• Brief: Where the string "RecordId" appears in a line of the data, show that line.
*** Begin section ***
//! Strategy chosen at configuration time

use crate::domain::record::{FilterSpec, PaginationMetadata, Record, RecordId};
use crate::domain::resolver::{
    AliasResolver, FilterResolver, IdResolver, ListQuery, ListResolver, ResolutionOutcome,
    ResolverKind,
};
use crate::domain::DomainError;
use crate::infrastructure::observability::record_resolution;

use super::chunked::ChunkedCacheResolver;
use super::context::ResolverContext;
use super::in_memory::InMemoryResolver;
use super::keyed::KeyedCacheResolver;
use super::paginated::PaginatedCacheResolver;

/// One of the four lookup strategies
///
/// Operations a strategy does not support fail with `NotImplemented`.
#[derive(Debug)]
pub enum AnyResolver<R: Record> {
    InMemory(InMemoryResolver<R>),
    Keyed(KeyedCacheResolver<R>),
    Chunked(ChunkedCacheResolver<R>),
    Paginated(PaginatedCacheResolver<R>),
}

impl<R: Record> AnyResolver<R> {
    /// Builds the resolver for `kind`; paginated listings resolve records
    /// through a chunked resolver over the same context
    pub fn build(kind: ResolverKind, ctx: ResolverContext<R>) -> Self {
        match kind {
            ResolverKind::InMemory => Self::InMemory(InMemoryResolver::new(ctx)),
            ResolverKind::Keyed => Self::Keyed(KeyedCacheResolver::new(ctx)),
            ResolverKind::Chunked => Self::Chunked(ChunkedCacheResolver::new(ctx)),
            ResolverKind::Paginated => {
                let delegate = Box::new(ChunkedCacheResolver::new(ctx.clone()));
                Self::Paginated(PaginatedCacheResolver::new(ctx, delegate))
            }
        }
    }

    pub fn kind(&self) -> ResolverKind {
        match self {
            Self::InMemory(_) => ResolverKind::InMemory,
            Self::Keyed(_) => ResolverKind::Keyed,
            Self::Chunked(_) => ResolverKind::Chunked,
            Self::Paginated(_) => ResolverKind::Paginated,
        }
    }

    /// Metadata of the last page listed by a paginated resolver
    pub fn metadata(&self) -> Option<&PaginationMetadata> {
        match self {
            Self::Paginated(resolver) => resolver.metadata(),
            _ => None,
        }
    }

    pub fn context(&self) -> &ResolverContext<R> {
        match self {
            Self::InMemory(resolver) => resolver.context(),
            Self::Keyed(resolver) => resolver.context(),
            Self::Chunked(resolver) => resolver.context(),
            Self::Paginated(resolver) => resolver.context(),
        }
    }

    fn unsupported(kind: ResolverKind, operation: &str) -> DomainError {
        DomainError::not_implemented(operation, kind.to_string())
    }

    fn observe<T>(
        &self,
        operation: &str,
        outcome: Result<ResolutionOutcome<T>, DomainError>,
    ) -> Result<ResolutionOutcome<T>, DomainError> {
        if let Ok(outcome) = &outcome {
            record_resolution(self.context().keys().store(), operation, outcome.from_cache);
        }
        outcome
    }

    pub async fn list(
        &mut self,
        query: &ListQuery,
        cache_enabled: bool,
    ) -> Result<ResolutionOutcome<Vec<R>>, DomainError> {
        let kind = self.kind();
        let outcome = match self {
            Self::InMemory(resolver) => resolver.list(query, cache_enabled).await,
            Self::Keyed(resolver) => resolver.list(query, cache_enabled).await,
            Self::Paginated(resolver) => resolver.list(query, cache_enabled).await,
            Self::Chunked(_) => Err(Self::unsupported(kind, "list")),
        };
        self.observe("list", outcome)
    }

    pub async fn by_id(
        &mut self,
        id: &RecordId,
        filter: &FilterSpec,
    ) -> Result<ResolutionOutcome<Option<R>>, DomainError> {
        let kind = self.kind();
        let outcome = match self {
            Self::InMemory(resolver) => resolver.by_id(id, filter).await,
            Self::Keyed(resolver) => resolver.by_id(id, filter).await,
            Self::Chunked(resolver) => resolver.by_id(id, filter).await,
            Self::Paginated(_) => Err(Self::unsupported(kind, "by_id")),
        };
        self.observe("by_id", outcome)
    }

    pub async fn by_ids(
        &mut self,
        ids: &[RecordId],
        filter: &FilterSpec,
    ) -> Result<ResolutionOutcome<Vec<R>>, DomainError> {
        let kind = self.kind();
        let outcome = match self {
            Self::InMemory(resolver) => resolver.by_ids(ids, filter).await,
            Self::Keyed(resolver) => resolver.by_ids(ids, filter).await,
            Self::Chunked(resolver) => resolver.by_ids(ids, filter).await,
            Self::Paginated(_) => Err(Self::unsupported(kind, "by_ids")),
        };
        self.observe("by_ids", outcome)
    }

    pub async fn by_alias(
        &mut self,
        alias: &str,
        filter: &FilterSpec,
    ) -> Result<ResolutionOutcome<Option<R>>, DomainError> {
        let kind = self.kind();
        let outcome = match self {
            Self::Keyed(resolver) => resolver.by_alias(alias, filter).await,
            Self::Chunked(resolver) => resolver.by_alias(alias, filter).await,
            Self::InMemory(_) | Self::Paginated(_) => Err(Self::unsupported(kind, "by_alias")),
        };
        self.observe("by_alias", outcome)
    }

    pub async fn by_expression(
        &mut self,
        filter: &FilterSpec,
    ) -> Result<ResolutionOutcome<Vec<R>>, DomainError> {
        let kind = self.kind();
        let outcome = match self {
            Self::InMemory(resolver) => resolver.by_expression(filter).await,
            Self::Keyed(resolver) => resolver.by_expression(filter).await,
            Self::Chunked(_) | Self::Paginated(_) => Err(Self::unsupported(kind, "by_expression")),
        };
        self.observe("by_expression", outcome)
    }

    pub async fn by_multi(
        &mut self,
        filter: &FilterSpec,
    ) -> Result<ResolutionOutcome<Vec<R>>, DomainError> {
        let kind = self.kind();
        let outcome = match self {
            Self::InMemory(resolver) => resolver.by_multi(filter).await,
            Self::Keyed(resolver) => resolver.by_multi(filter).await,
            Self::Chunked(_) | Self::Paginated(_) => Err(Self::unsupported(kind, "by_multi")),
        };
        self.observe("by_multi", outcome)
    }

    pub async fn by(
        &mut self,
        filter: &FilterSpec,
    ) -> Result<ResolutionOutcome<Option<R>>, DomainError> {
        let kind = self.kind();
        let outcome = match self {
            Self::InMemory(resolver) => resolver.by(filter).await,
            Self::Keyed(resolver) => resolver.by(filter).await,
            Self::Chunked(_) | Self::Paginated(_) => Err(Self::unsupported(kind, "by")),
        };
        self.observe("by", outcome)
    }
}

#[cfg(test)]
mod tests {
    use super::*;
    use std::sync::Arc;

    use serde_json::Value;

    use crate::domain::cache::MockCache;
    use crate::domain::record::mock::{product_service, products, CountingRepository};
    use crate::domain::resolver::ScopeConfig;

    fn context() -> ResolverContext<Value> {
        ResolverContext::new(ScopeConfig::new("shop:", "products"))
            .with_cache(Arc::new(MockCache::new()))
            .with_repository(Arc::new(CountingRepository::new(products())))
            .with_service(product_service())
    }

    #[test]
    fn test_build_kind() {
        for kind in [
            ResolverKind::InMemory,
            ResolverKind::Keyed,
            ResolverKind::Chunked,
            ResolverKind::Paginated,
        ] {
            assert_eq!(AnyResolver::build(kind, context()).kind(), kind);
        }
    }

    #[tokio::test]
    async fn test_chunked_list_not_implemented() {
        let mut resolver = AnyResolver::build(ResolverKind::Chunked, context());

        let result = resolver.list(&ListQuery::new(), true).await;

        match result {
            Err(DomainError::NotImplemented { operation, strategy }) => {
                assert_eq!(operation, "list");
                assert_eq!(strategy, "chunked");
            }
            other => panic!("Expected NotImplemented, got {:?}", other),
        }
    }

    #[tokio::test]
    async fn test_unsupported_operations() {
        let mut chunked = AnyResolver::build(ResolverKind::Chunked, context());
        let mut paginated = AnyResolver::build(ResolverKind::Paginated, context());
        let mut in_memory = AnyResolver::build(ResolverKind::InMemory, context());
        let filter = FilterSpec::new();

        assert!(matches!(
            chunked.by_expression(&filter).await,
            Err(DomainError::NotImplemented { .. })
        ));
        assert!(matches!(
            chunked.by(&filter).await,
            Err(DomainError::NotImplemented { .. })
        ));
        assert!(matches!(
            paginated.by_ids(&[1.into()], &filter).await,
            Err(DomainError::NotImplemented { .. })
        ));
        assert!(matches!(
            in_memory.by_alias("alpha", &filter).await,
            Err(DomainError::NotImplemented { .. })
        ));
    }

    #[tokio::test]
    async fn test_dispatch() {
        let mut keyed = AnyResolver::build(ResolverKind::Keyed, context());
        let mut paginated = AnyResolver::build(ResolverKind::Paginated, context());

        let record = keyed.by_id(&2.into(), &FilterSpec::new()).await.unwrap();
        let page = paginated.list(&ListQuery::new(), true).await.unwrap();

        assert_eq!(record.value.unwrap()["slug"], "beta");
        assert_eq!(page.value.len(), 3);
        assert_eq!(paginated.metadata().unwrap().total_count, 3);
        assert!(keyed.metadata().is_none());
    }
}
*** End section ***
• Task solution:
use crate::domain::record::{FilterSpec, PaginationMetadata, Record, RecordId};
        id: &RecordId,
        ids: &[RecordId],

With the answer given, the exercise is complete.